Output exactly the first line of the listing and each line after it, through the line that contains "a concrete provider."; add nothing else.

——

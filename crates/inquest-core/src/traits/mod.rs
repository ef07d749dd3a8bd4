//! Provider trait abstractions
//!
//! All external backends are consumed through these traits so the
//! dispatcher, caches, and pipeline never depend on a concrete provider.

pub mod embedding;
pub mod generation;
pub mod search;

pub use embedding::{cosine_similarity, EmbeddingProvider};
pub use generation::TextGenerationProvider;
pub use search::SearchProvider;
//! Hittable trait and HitRecord for ray-object intersection.

use crate::{Material, Ray};
use haze_math::{Aabb, Interval, Vec3};

/// A material used for HitRecord::default().
/// Always absorbs light (never scatters, never emits).
struct Absorber;

impl Material for Absorber {}

/// Static absorber instance backing the Default impl.
static ABSORBER: Absorber = Absorber;

/// Record of a ray-object intersection.
#[derive(Clone)]
pub struct HitRecord<'a> {
    /// Point of intersection
    pub p: Vec3,
    /// Surface normal at intersection (unit length, always points against the ray)
    pub normal: Vec3,
    /// Material at the intersection point
    pub material: &'a dyn Material,
    /// UV surface parametrization
    pub u: f64,
    pub v: f64,
    /// Parameter t where the intersection occurs
    pub t: f64,
    /// Whether the ray hit the front face (outward-normal side) of the surface
    pub front_face: bool,
}

impl<'a> Default for HitRecord<'a> {
    fn default() -> Self {
        Self {
            p: Vec3::ZERO,
            normal: Vec3::ZERO,
            material: &ABSORBER,
            u: 0.0,
            v: 0.0,
            t: 0.0,
            front_face: false,
        }
    }
}

impl<'a> HitRecord<'a> {
    /// Set the face normal based on ray direction and outward normal.
    ///
    /// The normal is always stored pointing against the ray direction,
    /// so we need to track whether we hit the front or back face.
    pub fn set_face_normal(&mut self, ray: &Ray, outward_normal: Vec3) {
        // If the ray and normal point in the same direction, we're inside
        self.front_face = ray.direction().dot(outward_normal) < 0.0;

        self.normal = if self.front_face {
            outward_normal
        } else {
            -outward_normal
        };
    }
}

/// Trait for objects that can be hit by rays.
pub trait Hittable: Send + Sync {
    /// Test if a ray hits this object within the given interval.
    ///
    /// Returns true if hit, and fills in the hit record.
    fn hit<'a>(&'a self, ray: &Ray, ray_t: Interval, rec: &mut HitRecord<'a>) -> bool;

    /// Get the axis-aligned bounding box of this object.
    fn bounding_box(&self) -> Aabb;
}

/// A list of hittable objects.
pub struct HittableList {
    objects: Vec<Box<dyn Hittable>>,
    bbox: Aabb,
}

impl HittableList {
    /// Create a new empty hittable list.
    pub fn new() -> Self {
        Self {
            objects: Vec::new(),
            bbox: Aabb::EMPTY,
        }
    }

    /// Add an object to the list.
    pub fn add(&mut self, object: Box<dyn Hittable>) {
        self.bbox = Aabb::surrounding(&self.bbox, &object.bounding_box());
        self.objects.push(object);
    }

    /// Clear all objects from the list.
    pub fn clear(&mut self) {
        self.objects.clear();
        self.bbox = Aabb::EMPTY;
    }

    /// Get the number of objects.
    pub fn len(&self) -> usize {
        self.objects.len()
    }

    /// Check if the list is empty.
    pub fn is_empty(&self) -> bool {
        self.objects.is_empty()
    }
}

impl Default for HittableList {
    fn default() -> Self {
        Self::new()
    }
}

impl Hittable for HittableList {
    fn hit<'a>(&'a self, ray: &Ray, ray_t: Interval, rec: &mut HitRecord<'a>) -> bool {
        let mut hit_anything = false;
        let mut closest_so_far = ray_t.max;

        for object in &self.objects {
            let interval = Interval::new(ray_t.min, closest_so_far);
            if object.hit(ray, interval, rec) {
                hit_anything = true;
                closest_so_far = rec.t;
            }
        }

        hit_anything
    }

    fn bounding_box(&self) -> Aabb {
        self.bbox
    }
}

#[cfg(test)]
mod tests {
    use super::*;
    use crate::{Lambertian, Sphere};
    use std::sync::Arc;

    #[test]
    fn test_set_face_normal_orients_against_ray() {
        let ray = Ray::new_simple(Vec3::ZERO, Vec3::new(0.0, 0.0, -1.0));
        let mut rec = HitRecord::default();

        // Outward normal facing the ray: front face, normal kept.
        rec.set_face_normal(&ray, Vec3::new(0.0, 0.0, 1.0));
        assert!(rec.front_face);
        assert_eq!(rec.normal, Vec3::new(0.0, 0.0, 1.0));

        // Outward normal along the ray: back face, normal flipped.
        rec.set_face_normal(&ray, Vec3::new(0.0, 0.0, -1.0));
        assert!(!rec.front_face);
        assert_eq!(rec.normal, Vec3::new(0.0, 0.0, 1.0));
    }

    #[test]
    fn test_list_returns_closest_hit() {
        let material: Arc<dyn Material> = Arc::new(Lambertian::new(Vec3::splat(0.5)));

        let mut world = HittableList::new();
        world.add(Box::new(Sphere::new(
            Vec3::new(0.0, 0.0, -5.0),
            1.0,
            material.clone(),
        )));
        world.add(Box::new(Sphere::new(
            Vec3::new(0.0, 0.0, -2.0),
            0.5,
            material.clone(),
        )));

        let ray = Ray::new_simple(Vec3::ZERO, Vec3::new(0.0, 0.0, -1.0));
        let mut rec = HitRecord::default();

        assert!(world.hit(&ray, Interval::new(0.001, f64::INFINITY), &mut rec));
        assert!((rec.t - 1.5).abs() < 1e-9);
    }

    #[test]
    fn test_list_bbox_grows_with_members() {
        let material: Arc<dyn Material> = Arc::new(Lambertian::new(Vec3::splat(0.5)));

        let mut world = HittableList::new();
        world.add(Box::new(Sphere::new(Vec3::ZERO, 1.0, material.clone())));
        world.add(Box::new(Sphere::new(
            Vec3::new(10.0, 0.0, 0.0),
            1.0,
            material,
        )));

        let bbox = world.bounding_box();
        assert!(bbox.x.min <= -1.0);
        assert!(bbox.x.max >= 11.0);
    }
}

——

▶ Result for this task:
filename crates/inquest-core/src/traits/mod.rs
repository ef07d749dd3a8bd4
//! Provider trait abstractions
//!
//! All external backends are consumed through these traits so the
//! dispatcher, caches, and pipeline never depend on a concrete provider.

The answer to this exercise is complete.